Nova Scotia Grain and Forage Commission

  • Corporate body
  • 1977-1997
The Nova Scotia Grain and Forage Commission was established on 19 May 1977 as the Provincial Grain Commission, operating under the Nova Scotia Department of Agriculture and Marketing. The commission worked alongside the Nova Scotia Grain Marketing Board and in 1992 its mandate and name expanded to include the responsibility of forages throughout the province.

Nova Scotia Hospital

  • Corporate body
  • 1856-
Construction of the Nova Scotia Hospital began in 1856, and the hospital opened its doors in December 1857. An Act for the Management of the Hospital for the Insane, passed in 1858, outlined the hospital's objective of providing humane and enlightened curative treatment for the mentally incompetent. The lieutenant-governor was empowered to appoint a board of commissioners to supervise the hospital's expenditures and general operations, and a medical superintendent to act as the hospital's chief executive officer. Established as the Provincial Hospital for the Insane in 1858, the hospital was also referred to as the Nova Scotia Hospital for the Insane until February 1901, when the hospital's name was legally established as Nova Scotia Hospital. Because the hospital was located in the Mount Hope area of Dartmouth, it was popularly known for many years as the Mount Hope Lunatic Asylum. The hospital operated under the jurisdiction of the board of commissioners until 1861, when it was placed under the Board of Works.

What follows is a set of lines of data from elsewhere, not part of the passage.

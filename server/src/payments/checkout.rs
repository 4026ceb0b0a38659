use chrono::{DateTime, SecondsFormat, Utc};
use rust_decimal::prelude::ToPrimitive;
use rust_decimal::Decimal;
use serde::{Serialize, Serializer};
use uuid::Uuid;

use super::config::{CardBrand, PaymentConfig, PaymentMethodType};
use super::PaymentError;
use crate::models::Event;

const INSTALLMENTS_LIMIT_OPTION: &str = "INSTALLMENTS_LIMIT";

/// JSON body of `POST /checkouts`.
#[derive(Debug, Clone, Serialize)]
pub struct CheckoutRequest {
    pub reference_id: String,
    #[serde(serialize_with = "serialize_timestamp")]
    pub expiration_date: DateTime<Utc>,
    pub customer_modifiable: bool,
    pub items: Vec<CheckoutItem>,
    pub additional_amount: i64,
    pub discount_amount: i64,
    pub payment_methods: Vec<PaymentMethod>,
    pub payment_methods_configs: Vec<PaymentMethodConfig>,
    pub soft_descriptor: String,
}

#[derive(Debug, Clone, Serialize)]
pub struct CheckoutItem {
    pub reference_id: String,
    pub name: String,
    pub quantity: u32,
    /// The event's stored price. The gateway only accepts whole,
    /// non-negative amounts.
    pub unit_amount: i64,
}

#[derive(Debug, Clone, Serialize)]
pub struct PaymentMethod {
    #[serde(rename = "type")]
    pub kind: PaymentMethodType,
    #[serde(skip_serializing_if = "Vec::is_empty")]
    pub brands: Vec<CardBrand>,
}

#[derive(Debug, Clone, Serialize)]
pub struct PaymentMethodConfig {
    #[serde(rename = "type")]
    pub kind: PaymentMethodType,
    pub config_options: Vec<ConfigOption>,
}

#[derive(Debug, Clone, Serialize)]
pub struct ConfigOption {
    pub option: String,
    pub value: String,
}

impl CheckoutRequest {
    /// Builds a single-item checkout for `event`, expiring `checkout_ttl`
    /// after `now`.
    pub fn for_event(
        event: &Event,
        config: &PaymentConfig,
        reference_id: Uuid,
        now: DateTime<Utc>,
    ) -> Result<Self, PaymentError> {
        let unit_amount = unit_amount(event.price)?;

        let payment_methods = config
            .methods
            .iter()
            .map(|kind| PaymentMethod {
                kind: *kind,
                brands: config.brands_for(*kind).to_vec(),
            })
            .collect();

        let payment_methods_configs = if config.methods.contains(&PaymentMethodType::CreditCard) {
            vec![PaymentMethodConfig {
                kind: PaymentMethodType::CreditCard,
                config_options: vec![ConfigOption {
                    option: INSTALLMENTS_LIMIT_OPTION.to_string(),
                    value: config.installments_limit.to_string(),
                }],
            }]
        } else {
            Vec::new()
        };

        Ok(Self {
            reference_id: reference_id.to_string(),
            expiration_date: now + config.checkout_ttl,
            customer_modifiable: true,
            items: vec![CheckoutItem {
                reference_id: event.id.to_string(),
                name: event.title.clone(),
                quantity: 1,
                unit_amount,
            }],
            additional_amount: 0,
            discount_amount: 0,
            payment_methods,
            payment_methods_configs,
            soft_descriptor: config.soft_descriptor.clone(),
        })
    }
}

fn unit_amount(price: Decimal) -> Result<i64, PaymentError> {
    if price.is_sign_negative() || !price.fract().is_zero() {
        return Err(PaymentError::InvalidAmount(price));
    }
    price.to_i64().ok_or(PaymentError::InvalidAmount(price))
}

fn serialize_timestamp<S>(value: &DateTime<Utc>, serializer: S) -> Result<S::Ok, S::Error>
where
    S: Serializer,
{
    serializer.serialize_str(&value.to_rfc3339_opts(SecondsFormat::Millis, true))
}
use async_trait::async_trait;
use sqlx::postgres::PgPoolOptions;
use sqlx::PgPool;
use uuid::Uuid;

use super::{EventRepository, StorageError, VolunteerRepository};
use crate::models::{Event, NewEvent, UpdateEventRequest, Volunteer};

const EVENT_COLUMNS: &str = "id, organizer_id, title, description, location, date, price, \
                             image_url, volunteer_id, created_at, updated_at";

#[derive(Clone)]
pub struct PgStore {
    pool: PgPool,
}

impl PgStore {
    pub fn new(pool: PgPool) -> Self {
        Self { pool }
    }

    pub async fn connect(database_url: &str, max_connections: u32) -> Result<Self, StorageError> {
        let pool = PgPoolOptions::new()
            .max_connections(max_connections)
            .connect(database_url)
            .await?;
        Ok(Self { pool })
    }

    pub fn pool(&self) -> &PgPool {
        &self.pool
    }
}

fn classify(err: sqlx::Error) -> StorageError {
    if let sqlx::Error::Database(db_err) = &err {
        if db_err.is_foreign_key_violation() {
            return StorageError::MissingRelation(db_err.message().to_string());
        }
    }
    StorageError::Database(err)
}

#[async_trait]
impl EventRepository for PgStore {
    async fn insert(&self, event: NewEvent) -> Result<Event, StorageError> {
        let sql = format!(
            r#"
            INSERT INTO events
                (organizer_id, title, description, location, date, price, image_url, volunteer_id)
            VALUES ($1, $2, $3, $4, $5, $6, $7, $8)
            RETURNING {EVENT_COLUMNS}
            "#
        );
        sqlx::query_as::<_, Event>(&sql)
            .bind(event.organizer_id)
            .bind(&event.title)
            .bind(&event.description)
            .bind(&event.location)
            .bind(event.date)
            .bind(event.price)
            .bind(&event.image_url)
            .bind(event.volunteer_id)
            .fetch_one(&self.pool)
            .await
            .map_err(classify)
    }

    async fn list(&self) -> Result<Vec<Event>, StorageError> {
        let sql = format!("SELECT {EVENT_COLUMNS} FROM events ORDER BY created_at");
        let rows = sqlx::query_as::<_, Event>(&sql)
            .fetch_all(&self.pool)
            .await?;
        Ok(rows)
    }

    async fn get(&self, id: Uuid) -> Result<Option<Event>, StorageError> {
        let sql = format!("SELECT {EVENT_COLUMNS} FROM events WHERE id = $1");
        let row = sqlx::query_as::<_, Event>(&sql)
            .bind(id)
            .fetch_optional(&self.pool)
            .await?;
        Ok(row)
    }

    async fn update(&self, id: Uuid, changes: UpdateEventRequest) -> Result<Event, StorageError> {
        let sql = format!(
            r#"
            UPDATE events
            SET
                title = COALESCE($2, title),
                description = COALESCE($3, description),
                location = COALESCE($4, location),
                organizer_id = COALESCE($5, organizer_id),
                date = COALESCE($6, date),
                price = COALESCE($7, price),
                image_url = COALESCE($8, image_url),
                volunteer_id = COALESCE($9, volunteer_id),
                updated_at = NOW()
            WHERE id = $1
            RETURNING {EVENT_COLUMNS}
            "#
        );
        sqlx::query_as::<_, Event>(&sql)
            .bind(id)
            .bind(&changes.title)
            .bind(&changes.description)
            .bind(&changes.location)
            .bind(changes.organizer_id)
            .bind(changes.date)
            .bind(changes.price)
            .bind(&changes.image_url)
            .bind(changes.volunteer_id)
            .fetch_optional(&self.pool)
            .await
            .map_err(classify)?
            .ok_or(StorageError::NotFound { entity: "event", id })
    }

    async fn delete(&self, id: Uuid) -> Result<Event, StorageError> {
        let sql = format!("DELETE FROM events WHERE id = $1 RETURNING {EVENT_COLUMNS}");
        sqlx::query_as::<_, Event>(&sql)
            .bind(id)
            .fetch_optional(&self.pool)
            .await?
            .ok_or(StorageError::NotFound { entity: "event", id })
    }
}

#[async_trait]
impl VolunteerRepository for PgStore {
    async fn list_by_event(&self, event_id: Uuid) -> Result<Vec<Volunteer>, StorageError> {
        let rows = sqlx::query_as::<_, Volunteer>(
            r#"
            SELECT id, name, email, event_id, created_at, updated_at
            FROM volunteers
            WHERE event_id = $1
            ORDER BY created_at
            "#,
        )
        .bind(event_id)
        .fetch_all(&self.pool)
        .await?;
        Ok(rows)
    }
}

In 1878 the hospital was transferred to the control of the Board of Commissioners of Public Charities and in 1931 to the Nova Scotia Department of Public Health. On 1 January 2001 the Health Authorities Act came into force and the Nova Scotia Hospital lost its status as a public body. The former Nova Scotia Hospital became the Mental Health Program of the new metropolitan Capital District Health Authority

Nova Scotia Institute of Agrologists

  • Corporate body
  • 1953-
The Nova Scotia Institute of Agrologists was established in 1953 to govern its members with certification in professional agrology. The Institute works under the federal Agrologists Act and supports the agricultural industry from farmer to consumer to ensure standards across Nova Scotia. The institute also promotes provincial agriculture and innovations in farming in various areas of practice within the agricultural industry.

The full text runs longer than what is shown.